**Aim of the exercise:**
All that is needed is each line of the entries holding the word "arboard", copied as it stands.

**Collected data:**
[Start of Attachment]
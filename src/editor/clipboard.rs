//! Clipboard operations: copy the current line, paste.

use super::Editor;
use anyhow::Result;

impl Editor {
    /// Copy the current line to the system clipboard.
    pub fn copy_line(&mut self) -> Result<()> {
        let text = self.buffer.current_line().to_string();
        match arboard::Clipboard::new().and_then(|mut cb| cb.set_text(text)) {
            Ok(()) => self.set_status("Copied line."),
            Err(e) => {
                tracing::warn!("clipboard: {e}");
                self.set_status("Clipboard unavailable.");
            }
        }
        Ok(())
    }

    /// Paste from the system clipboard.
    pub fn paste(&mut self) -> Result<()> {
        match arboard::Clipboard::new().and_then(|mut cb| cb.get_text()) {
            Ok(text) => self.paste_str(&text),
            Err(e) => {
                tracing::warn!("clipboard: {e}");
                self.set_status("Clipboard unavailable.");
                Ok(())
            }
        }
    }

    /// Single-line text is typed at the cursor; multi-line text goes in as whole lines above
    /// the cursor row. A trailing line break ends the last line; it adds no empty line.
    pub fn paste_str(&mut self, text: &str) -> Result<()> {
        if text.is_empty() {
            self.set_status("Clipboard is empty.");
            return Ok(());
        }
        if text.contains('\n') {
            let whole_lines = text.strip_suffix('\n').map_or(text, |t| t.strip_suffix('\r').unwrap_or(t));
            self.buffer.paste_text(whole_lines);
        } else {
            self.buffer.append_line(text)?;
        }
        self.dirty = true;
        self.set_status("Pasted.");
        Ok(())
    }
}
[End of Attachment]
**Worked solution:**
        match arboard::Clipboard::new().and_then(|mut cb| cb.set_text(text)) {
        match arboard::Clipboard::new().and_then(|mut cb| cb.get_text()) {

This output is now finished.